*Exercise requirements:*
Write out again each line of the material below, unchanged, from the first one to the line that holds "pub enum ExportError".

*Task material:*
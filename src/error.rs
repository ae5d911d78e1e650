//! Error kinds surfaced to the user. The `Display` text of each variant is the
//! short notification shown when the operation fails.

use thiserror::Error;

/// Failure of a sitemap extraction.
#[derive(Debug, Error, Clone, PartialEq, Eq)]
pub enum ExtractionError {
    /// The sitemap URL was blank or malformed. No request was made.
    #[error("{0}")]
    Validation(String),
    /// Network, HTTP status, envelope or XML failure while extracting.
    #[error("Failed to extract URLs from the sitemap: {0}")]
    Fetch(String),
    /// The document was reachable and well-formed but had no usable `<loc>` entries.
    #[error("The sitemap doesn't contain any valid URLs")]
    EmptyResult,
}

impl ExtractionError {
    pub(crate) fn fetch(reason: impl std::fmt::Display) -> Self {
        Self::Fetch(reason.to_string())
    }
}

/// Failure of an export or clipboard operation.
#[derive(Debug, Error)]
pub enum ExportError {
    #[error("No data to export. Please extract URLs first")]
    NoData,
    #[error("Failed to write CSV: {0}")]
    Csv(String),
    #[error("Failed to copy to clipboard: {0}")]
    Clipboard(String),
    #[error("Failed to save file: {0}")]
    Io(#[from] std::io::Error),
}

impl ExportError {
    pub(crate) fn csv(reason: impl std::fmt::Display) -> Self {
        Self::Csv(reason.to_string())
    }
}
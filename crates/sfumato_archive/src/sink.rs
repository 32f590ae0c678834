//! Output sink with an explicit "response has begun" guard.

use std::io::{self, Write};
use std::sync::Arc;
use std::sync::atomic::{AtomicU64, Ordering};

/// Shared view of how many bytes a [`DownloadSink`] has accepted.
#[derive(Debug, Clone, Default)]
pub struct SinkProgress(Arc<AtomicU64>);

impl SinkProgress {
    /// Bytes accepted so far.
    pub fn bytes_written(&self) -> u64 {
        self.0.load(Ordering::SeqCst)
    }

    /// Whether any byte reached the underlying writer.
    pub fn has_begun(&self) -> bool {
        self.bytes_written() > 0
    }
}

/// Wraps the response writer and counts accepted bytes.
///
/// Once [`has_begun`](Self::has_begun) is true the response is in flight and
/// whole-operation errors can no longer be reported to the client.
#[derive(Debug)]
pub struct DownloadSink<W> {
    inner: W,
    progress: SinkProgress,
}

impl<W> DownloadSink<W> {
    /// Wrap a writer.
    pub fn new(inner: W) -> Self {
        Self {
            inner,
            progress: SinkProgress::default(),
        }
    }

    /// Whether any byte reached the underlying writer.
    pub fn has_begun(&self) -> bool {
        self.progress.has_begun()
    }

    /// Bytes accepted so far.
    pub fn bytes_written(&self) -> u64 {
        self.progress.bytes_written()
    }

    /// A handle that observes progress while the sink is mutably borrowed.
    pub fn progress(&self) -> SinkProgress {
        self.progress.clone()
    }

    /// Unwrap the writer.
    pub fn into_inner(self) -> W {
        self.inner
    }
}

impl<W: Write> Write for DownloadSink<W> {
    fn write(&mut self, buf: &[u8]) -> io::Result<usize> {
        let written = self.inner.write(buf)?;
        self.progress.0.fetch_add(written as u64, Ordering::SeqCst);
        Ok(written)
    }

    fn flush(&mut self) -> io::Result<()> {
        self.inner.flush()
    }
}

#[cfg(test)]
mod tests {
    use super::*;

    #[test]
    fn counts_accepted_bytes() {
        let mut sink = DownloadSink::new(Vec::new());
        let progress = sink.progress();
        assert!(!sink.has_begun());

        sink.write_all(b"PK").unwrap();

        assert!(sink.has_begun());
        assert_eq!(progress.bytes_written(), 2);
        assert_eq!(sink.into_inner(), b"PK");
    }

    #[test]
    fn empty_writes_do_not_begin() {
        let mut sink = DownloadSink::new(Vec::new());
        sink.write_all(&[]).unwrap();
        sink.flush().unwrap();
        assert!(!sink.has_begun());
    }
}
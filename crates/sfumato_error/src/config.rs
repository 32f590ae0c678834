//! Layered configuration errors.

/// Where loading the layered configuration failed.
#[derive(Debug, Clone, PartialEq, Eq, Hash, derive_more::Display)]
pub enum ConfigErrorKind {
    /// A source could not be read or merged (missing explicit file, bad TOML)
    #[display("Failed to build configuration: {}", _0)]
    Build(String),
    /// The merged values do not fit the settings schema
    #[display("Failed to parse configuration: {}", _0)]
    Parse(String),
}

/// Configuration error with source location.
///
/// # Examples
///
/// ```
/// use sfumato_error::{ConfigError, ConfigErrorKind};
///
/// let err = ConfigError::new(ConfigErrorKind::Parse("unknown variant `clippy`".into()));
/// assert!(format!("{}", err).contains("Failed to parse configuration"));
/// ```
#[derive(Debug, Clone, derive_more::Display, derive_more::Error)]
#[display("Configuration Error: {} at line {} in {}", kind, line, file)]
pub struct ConfigError {
    /// Which stage failed
    pub kind: ConfigErrorKind,
    /// Line number where the error occurred
    pub line: u32,
    /// File where the error occurred
    pub file: &'static str,
}

impl ConfigError {
    /// Create a new ConfigError at the current location.
    #[track_caller]
    pub fn new(kind: ConfigErrorKind) -> Self {
        let location = std::panic::Location::caller();
        Self {
            kind,
            line: location.line(),
            file: location.file(),
        }
    }
}
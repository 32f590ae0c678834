//! Archive packaging errors.

/// Kinds of packaging errors.
#[derive(Debug, Clone, PartialEq, Eq, Hash, PartialOrd, Ord, derive_more::Display)]
pub enum PackagingErrorKind {
    /// Archive writer could not be set up
    #[display("Failed to start archive: {}", _0)]
    Setup(String),
    /// Central directory could not be written
    #[display("Failed to finalize archive: {}", _0)]
    Finalize(String),
    /// Underlying sink rejected a write
    #[display("Archive I/O failed: {}", _0)]
    Io(String),
}

/// Packaging error with location tracking.
///
/// Only raised for whole-operation failures that happen before any response
/// byte has been written. Per-entry failures are logged and skipped instead.
///
/// # Examples
///
/// ```
/// use sfumato_error::{PackagingError, PackagingErrorKind};
///
/// let err = PackagingError::new(PackagingErrorKind::Setup("sink closed".to_string()));
/// assert!(format!("{}", err).contains("sink closed"));
/// ```
#[derive(Debug, Clone, derive_more::Display, derive_more::Error)]
#[display("Packaging Error: {} at line {} in {}", kind, line, file)]
pub struct PackagingError {
    /// The kind of error that occurred
    pub kind: PackagingErrorKind,
    /// Line number where error was created
    pub line: u32,
    /// File where error was created
    pub file: &'static str,
}

impl PackagingError {
    /// Create a new packaging error with automatic location tracking.
    #[track_caller]
    pub fn new(kind: PackagingErrorKind) -> Self {
        let location = std::panic::Location::caller();
        Self {
            kind,
            line: location.line(),
            file: location.file(),
        }
    }
}
//! Single-image processing: format, encode, describe, name.

use crate::Describer;
use crate::filename::synthesize;
use sfumato_core::{CompressionRatio, ImageFormat, ProcessedImage, SourceImage};
use sfumato_error::{ProcessingError, ProcessingErrorKind};
use sfumato_interface::Codec;
use std::sync::Arc;
use tracing::{debug, error, instrument};

/// Runs one [`SourceImage`] through every stage.
///
/// Stages run in order: format parsing, encoding on the blocking pool,
/// description of the original buffer, filename synthesis, ratio.
#[derive(Clone)]
pub struct ItemProcessor {
    codec: Arc<dyn Codec>,
    describer: Describer,
}

impl std::fmt::Debug for ItemProcessor {
    fn fmt(&self, f: &mut std::fmt::Formatter<'_>) -> std::fmt::Result {
        f.debug_struct("ItemProcessor")
            .field("codec", &self.codec.name())
            .field("describer", &self.describer)
            .finish()
    }
}

impl ItemProcessor {
    /// Create a processor from its two capabilities.
    pub fn new(codec: Arc<dyn Codec>, describer: Describer) -> Self {
        Self { codec, describer }
    }

    /// The describer used for naming.
    pub fn describer(&self) -> &Describer {
        &self.describer
    }

    /// Process one image under `keyword`.
    ///
    /// # Errors
    ///
    /// Returns a [`ProcessingError`] carrying the image name when the media type
    /// is unsupported, the codec fails, or the encoder task dies. Description
    /// problems never surface here.
    #[instrument(skip(self, image), fields(name = %image.original_name(), size = image.size()))]
    pub async fn process(
        &self,
        image: SourceImage,
        keyword: &str,
    ) -> Result<ProcessedImage, ProcessingError> {
        let format = ImageFormat::from_media_type(image.media_type())
            .map_err(|e| ProcessingError::new(image.original_name(), e))?;
        let original_size = *image.size();
        let (bytes, _media_type, original_name) = image.into_parts();
        let original = Arc::new(bytes);

        let encoded = self
            .encode(Arc::clone(&original), format)
            .await
            .map_err(|kind| {
                error!(error = %kind, "Encoding failed");
                ProcessingError::new(&original_name, kind)
            })?;

        let description = self.describer.describe(&original, format).await;
        let optimized_name = synthesize(keyword, &description, format.extension());
        let optimized_size = encoded.len();
        let compression_ratio = CompressionRatio::between(original_size, optimized_size);

        debug!(
            optimized_name = %optimized_name,
            original_size,
            optimized_size,
            ratio = %compression_ratio,
            "Processed image"
        );

        Ok(ProcessedImage {
            original_name,
            optimized_name,
            data: encoded,
            description,
            keyword: keyword.to_string(),
            original_size,
            optimized_size,
            compression_ratio,
        })
    }

    async fn encode(
        &self,
        buffer: Arc<Vec<u8>>,
        format: ImageFormat,
    ) -> Result<Vec<u8>, ProcessingErrorKind> {
        let codec = Arc::clone(&self.codec);
        let profile = format.profile();
        tokio::task::spawn_blocking(move || codec.encode(&buffer, &profile))
            .await
            .map_err(|e| ProcessingErrorKind::Task(e.to_string()))?
            .map_err(ProcessingErrorKind::from)
    }
}
//! Codec failures raised while re-encoding a single image.

/// Specific codec failure conditions.
#[derive(Debug, Clone, PartialEq, Eq, Hash, derive_more::Display)]
pub enum CompressionErrorKind {
    /// Source bytes could not be decoded into pixels
    #[display("Failed to decode image: {}", _0)]
    Decode(String),
    /// The JPEG encoder rejected the pixel data
    #[display("Failed to encode image: {}", _0)]
    Encode(String),
    /// The PNG optimizer failed
    #[display("Failed to optimize PNG: {}", _0)]
    Optimize(String),
    /// The native encoder aborted by unwinding
    #[display("Encoder aborted: {}", _0)]
    Panicked(String),
}

/// Codec error with source location tracking.
///
/// Terminal for the affected item only; never retried.
///
/// # Examples
///
/// ```
/// use sfumato_error::{CompressionError, CompressionErrorKind};
///
/// let err = CompressionError::new(CompressionErrorKind::Decode("truncated".to_string()));
/// assert!(format!("{}", err).contains("truncated"));
/// ```
#[derive(Debug, Clone, derive_more::Display, derive_more::Error)]
#[display("Compression Error: {} at line {} in {}", kind, line, file)]
pub struct CompressionError {
    /// The kind of error that occurred
    pub kind: CompressionErrorKind,
    /// Line number where error was created
    pub line: u32,
    /// File where error was created
    pub file: &'static str,
}

impl CompressionError {
    /// Create a new compression error with automatic location tracking.
    #[track_caller]
    pub fn new(kind: CompressionErrorKind) -> Self {
        let location = std::panic::Location::caller();
        Self {
            kind,
            line: location.line(),
            file: location.file(),
        }
    }

    /// Get the error kind.
    pub fn kind(&self) -> &CompressionErrorKind {
        &self.kind
    }
}
//! Gemini REST data transfer objects.

use derive_builder::Builder;
use derive_getters::Getters;
use serde::{Deserialize, Serialize};

/// Base64 payload embedded in a request part.
#[derive(Debug, Clone, PartialEq, Eq, Serialize, Deserialize, Getters)]
pub struct GeminiInlineData {
    /// MIME type of the payload
    mime_type: String,
    /// Base64-encoded bytes
    data: String,
}

impl GeminiInlineData {
    /// Create an inline payload.
    pub fn new(mime_type: impl Into<String>, data: impl Into<String>) -> Self {
        Self {
            mime_type: mime_type.into(),
            data: data.into(),
        }
    }
}

/// A content part; exactly one field is set.
#[derive(Debug, Clone, Default, PartialEq, Eq, Serialize, Deserialize, Getters)]
pub struct GeminiPart {
    /// Text part
    #[serde(default, skip_serializing_if = "Option::is_none")]
    text: Option<String>,
    /// Inline binary part
    #[serde(default, skip_serializing_if = "Option::is_none")]
    inline_data: Option<GeminiInlineData>,
}

impl GeminiPart {
    /// A text part.
    pub fn from_text(text: impl Into<String>) -> Self {
        Self {
            text: Some(text.into()),
            inline_data: None,
        }
    }

    /// An inline data part.
    pub fn from_inline_data(data: GeminiInlineData) -> Self {
        Self {
            text: None,
            inline_data: Some(data),
        }
    }
}

/// A turn of content.
#[derive(Debug, Clone, PartialEq, Eq, Serialize, Deserialize, Builder, Getters)]
#[builder(setter(into))]
pub struct GeminiContent {
    /// Producer of the content
    #[builder(default)]
    #[serde(default, skip_serializing_if = "Option::is_none")]
    role: Option<String>,
    /// Ordered parts
    #[serde(default)]
    parts: Vec<GeminiPart>,
}

impl GeminiContent {
    /// Creates a new builder for `GeminiContent`.
    pub fn builder() -> GeminiContentBuilder {
        GeminiContentBuilder::default()
    }
}

/// Generation parameters.
#[derive(Debug, Clone, PartialEq, Eq, Serialize, Deserialize, Builder, Getters)]
#[builder(setter(into))]
#[serde(rename_all = "camelCase")]
pub struct GeminiGenerationConfig {
    /// Maximum tokens to generate
    max_output_tokens: u32,
    /// Media resolution hint (e.g. `MEDIA_RESOLUTION_LOW`)
    #[builder(default)]
    #[serde(default, skip_serializing_if = "Option::is_none")]
    media_resolution: Option<String>,
}

impl GeminiGenerationConfig {
    /// Creates a new builder for `GeminiGenerationConfig`.
    pub fn builder() -> GeminiGenerationConfigBuilder {
        GeminiGenerationConfigBuilder::default()
    }
}

/// `generateContent` request body.
#[derive(Debug, Clone, PartialEq, Eq, Serialize, Deserialize, Builder, Getters)]
#[builder(setter(into))]
#[serde(rename_all = "camelCase")]
pub struct GeminiRequest {
    /// Conversation contents
    contents: Vec<GeminiContent>,
    /// Generation parameters
    generation_config: GeminiGenerationConfig,
}

impl GeminiRequest {
    /// Creates a new builder for `GeminiRequest`.
    pub fn builder() -> GeminiRequestBuilder {
        GeminiRequestBuilder::default()
    }
}

/// One response candidate.
#[derive(Debug, Clone, PartialEq, Eq, Serialize, Deserialize, Getters)]
#[serde(rename_all = "camelCase")]
pub struct GeminiCandidate {
    /// Generated content; absent when blocked
    #[serde(default)]
    content: Option<GeminiContent>,
    /// Why generation stopped
    #[serde(default)]
    finish_reason: Option<String>,
}

/// `generateContent` response body.
#[derive(Debug, Clone, PartialEq, Eq, Serialize, Deserialize, Getters)]
pub struct GeminiResponse {
    /// Response candidates
    #[serde(default)]
    candidates: Vec<GeminiCandidate>,
}

impl GeminiResponse {
    /// Concatenated text parts of the first candidate.
    pub fn first_text(&self) -> Option<String> {
        let content = self.candidates.first()?.content.as_ref()?;
        let text: String = content
            .parts
            .iter()
            .filter_map(|part| part.text.as_deref())
            .collect();
        Some(text)
    }
}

*Reply:*
filename src/error.rs
repository ae5d911d78e1e650
//! Error kinds surfaced to the user. The `Display` text of each variant is the
//! short notification shown when the operation fails.

use thiserror::Error;

/// Failure of a sitemap extraction.
#[derive(Debug, Error, Clone, PartialEq, Eq)]
pub enum ExtractionError {
    /// The sitemap URL was blank or malformed. No request was made.
    #[error("{0}")]
    Validation(String),
    /// Network, HTTP status, envelope or XML failure while extracting.
    #[error("Failed to extract URLs from the sitemap: {0}")]
    Fetch(String),
    /// The document was reachable and well-formed but had no usable `<loc>` entries.
    #[error("The sitemap doesn't contain any valid URLs")]
    EmptyResult,
}

impl ExtractionError {
    pub(crate) fn fetch(reason: impl std::fmt::Display) -> Self {
        Self::Fetch(reason.to_string())
    }
}

/// Failure of an export or clipboard operation.
#[derive(Debug, Error)]
pub enum ExportError {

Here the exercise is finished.